Assise au bord du Cap de Bonne espérance.

Au bord du bout du bout, du bout du monde.

Tout le poids de l’Afrique derrière mon dos et de l’Europe au-dessus du sien.

Le poids de l’Histoire aussi, noyé dans ce bleu où sont passés les premiers tours du monde. Le Cap de Bonne Espérance, atteint, franchi, après des semaines, des mois en mer, j’imagine les cris sur le pont.

Deuxième contact avec l’Afrique du sud, après la bulle de magie, préservée mais si petite, du parc national Kruger.

A l’extérieur la réalité en noir et blanc est plus difficile à saisir, surtout en si peu de temps. Je n’essaierai donc pas de la décrire.

La côte est belle et l’horizon. Pierre, air, eau, bruit du vent, bleus qui se rejoignent quelque part sans qu’on sache bien où. La côte est belle, comme toutes les côtes. On est à la pointe du monde, on pourrait être ailleurs, dans les calanques peut-être, cette mer pourrait être n’importe quelle mer, ce sud ressemble au nôtre.

Je suis au bout du monde et cela ne veut rien dire puisque la terre est ronde. Chaque lieu est au centre, pas de fin où tomber si l’on va trop loin. Pas d’autre risque, en allant toujours tout droit que celui de revenir à sa base.

Dans trois jours nous retrouvons Margaux et Valérian, dans deux semaines Charlotte et Rémi, dans six semaines la France, dans huit le travail. Autant dire demain. C’est terrible cette vitesse, cette fin programmée après dix mois de voyage.

Question régulière de ceux que nous croisons : depuis quand voyagez-vous ? Et l’échange de regard systématique entre nous, la mise au point de plus en plus longue, plus douloureuse ces derniers temps : un mois, trois, six, sept, neuf…

Un an, arrondissons. Tant de choses vues et vécues ! Terrible, comme tout parait déjà si loin.

Nous avons appris des langues, des attitudes, des modes de vie. Je suis toujours la même mais le voyage a permis à certaines de mes branches de s’étendre, de prendre le dessus. J’en sors (Non ! Pas encore ! Non, pas encore.) renforcée dans mes choix, dans mes pensées, mes points de vue, mes désirs, mes actes aussi j’espère.

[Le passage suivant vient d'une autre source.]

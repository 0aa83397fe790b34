use std::cell::RefCell;
use std::rc::Rc;

use yew::prelude::*;
use gloo_timers::callback::Timeout;

use crate::content::{AGENCY_NAME, LOGO_URL, TAGLINE};
use crate::intro::{IntroEvent, IntroSequencer, IntroStage, SCHEDULE};

#[derive(Properties, PartialEq)]
pub struct IntroAnimationProps {
    pub on_complete: Callback<()>,
}

#[function_component(IntroAnimation)]
pub fn intro_animation(props: &IntroAnimationProps) -> Html {
    let stage = use_state(|| IntroSequencer::default().stage());

    {
        let stage_setter = stage.setter();
        let on_complete = props.on_complete.clone();
        use_effect_with_deps(
            move |_| {
                let sequencer = Rc::new(RefCell::new(IntroSequencer::default()));
                let timers: Vec<Timeout> = SCHEDULE
                    .iter()
                    .map(|(at, _)| {
                        let at = *at;
                        let sequencer = sequencer.clone();
                        let stage_setter = stage_setter.clone();
                        let on_complete = on_complete.clone();
                        Timeout::new(at, move || {
                            let (events, stage) = {
                                let mut sequencer = sequencer.borrow_mut();
                                let events = sequencer.advance(at);
                                (events, sequencer.stage())
                            };
                            stage_setter.set(stage);
                            if events.contains(&IntroEvent::Complete) {
                                on_complete.emit(());
                            }
                        })
                    })
                    .collect();
                // Dropping a Timeout cancels it
                move || drop(timers)
            },
            (),
        );
    }

    let stage = *stage;

    html! {
        <div class={classes!("intro-overlay", (stage == IntroStage::Exit).then(|| "fading"))}>
            <style>
            {r#"
            .intro-overlay { position: fixed; inset: 0; z-index: 100; display: flex; align-items: center; justify-content: center; background: #020617; transition: opacity 0.5s ease; }
            .intro-overlay.fading { opacity: 0; pointer-events: none; }
            .intro-logo { display: flex; flex-direction: column; align-items: center; gap: 1rem; color: #fff; }
            .intro-logo img { width: 8rem; height: 8rem; border-radius: 50%; box-shadow: 0 0 40px rgba(163,230,53,0.35); }
            .intro-logo h1 { margin: 0; font-family: Georgia, serif; letter-spacing: 0.05em; }
            .intro-logo p { margin: 0; color: #a3e635; text-transform: uppercase; letter-spacing: 0.3em; font-size: 0.75rem; }
            .intro-enter { animation: introEnter 1s ease both; }
            .intro-pulse img { animation: introPulse 1.5s ease-in-out infinite; }
            .intro-exit { transform: scale(1.2); transition: transform 0.5s ease; }
            @keyframes introEnter { from { opacity: 0; transform: scale(0.8); } to { opacity: 1; transform: scale(1); } }
            @keyframes introPulse { 0%, 100% { transform: scale(1); } 50% { transform: scale(1.08); } }
            "#}
            </style>
            <div class={classes!("intro-logo", stage.class_name())}>
                <img src={LOGO_URL} alt={AGENCY_NAME} />
                <h1>{ AGENCY_NAME }</h1>
                <p>{ TAGLINE }</p>
            </div>
        </div>
    }
}
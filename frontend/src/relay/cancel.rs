use std::cell::{Cell, RefCell};
use std::rc::Rc;

type Hook = Box<dyn FnOnce()>;

/// Shared flag for abandoning an in-flight request. Clones observe the same state.
#[derive(Clone, Default)]
pub struct CancelToken {
    cancelled: Rc<Cell<bool>>,
    hooks: Rc<RefCell<Vec<Hook>>>,
}

impl CancelToken {
    pub fn new() -> Self {
        Self::default()
    }

    pub fn is_cancelled(&self) -> bool {
        self.cancelled.get()
    }

    /// Marks the token cancelled and runs registered hooks once.
    pub fn cancel(&self) {
        if self.cancelled.replace(true) {
            return;
        }
        let hooks: Vec<Hook> = self.hooks.borrow_mut().drain(..).collect();
        for hook in hooks {
            hook();
        }
    }

    /// Runs `hook` on cancellation, immediately if already cancelled.
    pub fn on_cancel(&self, hook: impl FnOnce() + 'static) {
        if self.is_cancelled() {
            hook();
        } else {
            self.hooks.borrow_mut().push(Box::new(hook));
        }
    }
}

#[cfg(test)]
mod tests {
    use super::*;

    #[test]
    fn test_clones_share_state() {
        let token = CancelToken::new();
        let observer = token.clone();
        assert!(!observer.is_cancelled());
        token.cancel();
        assert!(observer.is_cancelled());
    }

    #[test]
    fn test_hooks_run_exactly_once() {
        let token = CancelToken::new();
        let calls = Rc::new(Cell::new(0));
        let counter = calls.clone();
        token.on_cancel(move || counter.set(counter.get() + 1));
        token.cancel();
        token.cancel();
        assert_eq!(calls.get(), 1);
    }

    #[test]
    fn test_hook_registered_after_cancel_runs_immediately() {
        let token = CancelToken::new();
        token.cancel();
        let ran = Rc::new(Cell::new(false));
        let flag = ran.clone();
        token.on_cancel(move || flag.set(true));
        assert!(ran.get());
    }
}
//! State of the custom proposal wizard.

use serde::Serialize;

#[derive(Clone, Copy, Debug, PartialEq, Eq, Default)]
pub enum WizardStep {
    #[default]
    ClientDetails,
    ScopeOfWork,
    GoalsContext,
}

impl WizardStep {
    pub const COUNT: u8 = 3;

    pub fn number(self) -> u8 {
        match self {
            WizardStep::ClientDetails => 1,
            WizardStep::ScopeOfWork => 2,
            WizardStep::GoalsContext => 3,
        }
    }

    pub fn title(self) -> &'static str {
        match self {
            WizardStep::ClientDetails => "Client Details",
            WizardStep::ScopeOfWork => "Scope of Work",
            WizardStep::GoalsContext => "Goals & Context",
        }
    }

    pub fn next(self) -> Self {
        match self {
            WizardStep::ClientDetails => WizardStep::ScopeOfWork,
            WizardStep::ScopeOfWork | WizardStep::GoalsContext => WizardStep::GoalsContext,
        }
    }

    pub fn back(self) -> Self {
        match self {
            WizardStep::ClientDetails | WizardStep::ScopeOfWork => WizardStep::ClientDetails,
            WizardStep::GoalsContext => WizardStep::ScopeOfWork,
        }
    }

    pub fn is_first(self) -> bool {
        self == WizardStep::ClientDetails
    }

    pub fn is_last(self) -> bool {
        self == WizardStep::GoalsContext
    }

    /// Width of the progress bar, in percent.
    pub fn progress_percent(self) -> f64 {
        f64::from(self.number()) / f64::from(Self::COUNT) * 100.0
    }
}

#[derive(Clone, Debug, PartialEq, Default, Serialize)]
pub struct ProposalForm {
    pub name: String,
    pub email: String,
    pub company: String,
    pub website: String,
    /// Selection order is kept for display, membership is what matters.
    pub services: Vec<String>,
    pub budget: Option<String>,
    pub goals: String,
    #[serde(skip)]
    pub step: WizardStep,
}

impl ProposalForm {
    pub fn next(&mut self) {
        self.step = self.step.next();
    }

    pub fn back(&mut self) {
        self.step = self.step.back();
    }

    pub fn toggle_service(&mut self, service: &str) {
        if let Some(pos) = self.services.iter().position(|s| s == service) {
            self.services.remove(pos);
        } else {
            self.services.push(service.to_string());
        }
    }

    pub fn has_service(&self, service: &str) -> bool {
        self.services.iter().any(|s| s == service)
    }

    pub fn select_budget(&mut self, budget: &str) {
        self.budget = Some(budget.to_string());
    }

    pub fn is_budget(&self, budget: &str) -> bool {
        self.budget.as_deref() == Some(budget)
    }

    /// Name and email are required before leaving the first step.
    pub fn client_details_complete(&self) -> bool {
        !self.name.trim().is_empty() && !self.email.trim().is_empty()
    }

    pub fn can_advance(&self) -> bool {
        match self.step {
            WizardStep::ClientDetails => self.client_details_complete(),
            WizardStep::ScopeOfWork => true,
            WizardStep::GoalsContext => false,
        }
    }

    pub fn reset(&mut self) {
        *self = Self::default();
    }
}

#[cfg(test)]
mod tests {
    use super::*;

    #[test]
    fn test_step_is_clamped() {
        let mut form = ProposalForm::default();
        assert_eq!(form.step.number(), 1);
        form.back();
        assert_eq!(form.step, WizardStep::ClientDetails);
        for _ in 0..5 {
            form.next();
        }
        assert_eq!(form.step, WizardStep::GoalsContext);
        form.next();
        assert_eq!(form.step.number(), 3);
        form.back();
        assert_eq!(form.step, WizardStep::ScopeOfWork);
    }

    #[test]
    fn test_toggle_twice_restores_selection() {
        let mut form = ProposalForm::default();
        form.toggle_service("SEO Optimization");
        let before = form.services.clone();
        form.toggle_service("Brand Strategy");
        form.toggle_service("Brand Strategy");
        assert_eq!(form.services, before);
        form.toggle_service("SEO Optimization");
        assert!(form.services.is_empty());
    }

    #[test]
    fn test_toggle_never_duplicates() {
        let mut form = ProposalForm::default();
        form.toggle_service("Lead Generation");
        form.toggle_service("Email Marketing");
        form.toggle_service("Lead Generation");
        form.toggle_service("Lead Generation");
        assert_eq!(form.services.iter().filter(|s| *s == "Lead Generation").count(), 1);
        assert!(form.has_service("Email Marketing"));
    }

    #[test]
    fn test_budget_is_single_select() {
        let mut form = ProposalForm::default();
        form.select_budget("₹20k - ₹50k");
        form.select_budget("₹3 Lakhs+");
        assert_eq!(form.budget.as_deref(), Some("₹3 Lakhs+"));
        assert!(!form.is_budget("₹20k - ₹50k"));
    }

    #[test]
    fn test_first_step_requires_name_and_email() {
        let mut form = ProposalForm::default();
        assert!(!form.can_advance());
        form.name = "Asha Rao".to_string();
        assert!(!form.can_advance());
        form.email = "asha@acme.in".to_string();
        assert!(form.can_advance());
        form.next();
        assert!(form.can_advance());
        form.next();
        assert!(!form.can_advance());
    }

    #[test]
    fn test_progress_and_reset() {
        let mut form = ProposalForm::default();
        assert!((form.step.progress_percent() - 100.0 / 3.0).abs() < 1e-9);
        form.name = "Asha".to_string();
        form.toggle_service("SEO Optimization");
        form.next();
        form.next();
        assert_eq!(form.step.progress_percent(), 100.0);
        form.reset();
        assert_eq!(form, ProposalForm::default());
    }
}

Le regard en arrière m’entraine en avant.

Et maintenant quoi ?

Retour dans le même lieu, le même travail, le même rythme surtout. Il faudra mettre en place les rêves au quotidien avant de les oublier.

Qu’est-ce que je veux changer ? Qu’est-ce qu’il faut changer ? Quel est le plus urgent ?

Bien sûr, nous n’y sommes pas encore, il nous reste toute la Namibie entre amis ! Le meilleur pour la fin ? Six semaines, pour beaucoup c’est le temps de vacances d’une année entière, de six pour des indonésiens.

Bien sûr, l’idée du retour est partie avec nous, impossible à quitter. Elle a fait son nid dans un coin en attendant son tour. On s’y prépare, on l’imagine, on l’attend aussi parfois.

Bien sûr j’ai hâte de revoir les visages auxquels je pense en souriant, hâte d’enseigner, hâte de retrouver, recréer plutôt un chez-nous mais ça risque de ne pas être pour tout de suite. Il va d’abord falloir prendre le pli, le rythme, le train en marche, se remettre à courir… On verra bien. Ça aussi, apprentissage du voyage : on verra, un pas après l’autre, on inventera bien une solution.

Bien sûr j’ai pris conscience qu’il faut rester au même endroit pour bâtir quelque chose, agir à son échelle et j’ai envie de m’y mettre, de me retrousser les manches. Encore une chose à ne pas perdre de vue une fois dans le train même si le paysage défile à toute allure.

Bien sûr qu’il y en aura d’autres, des voyages. On a déjà des noms en tête, des idées de ce qu’on fera pareil et différemment. C’est si facile, aujourd’hui, le voyage ! Nous ne sommes plus au temps des caravelles et du scorbut, il suffit de franchir le cap.

Mais il va falloir s’arrêter un temps ( souffler ça je n’y crois pas), faire le plein d’argent, de famille et d’amis.

Margaux et Valérian sont dans l’avion, le prochain message sera le leur. Ah non, ça y est, ils sont sur le même continent que nous, dans le pays voisin, déjà au rendez-vous. C’est la dernière ligne droite, le dernier continent, mon préféré je crois, du moins quand il est sauvage et libre, plein de cette beauté puissante et calme.

Une dernière grande glissade et c’est la France en hiver.

Ne surtout pas oublier les bonnes résolutions. J’ai bonne espérance.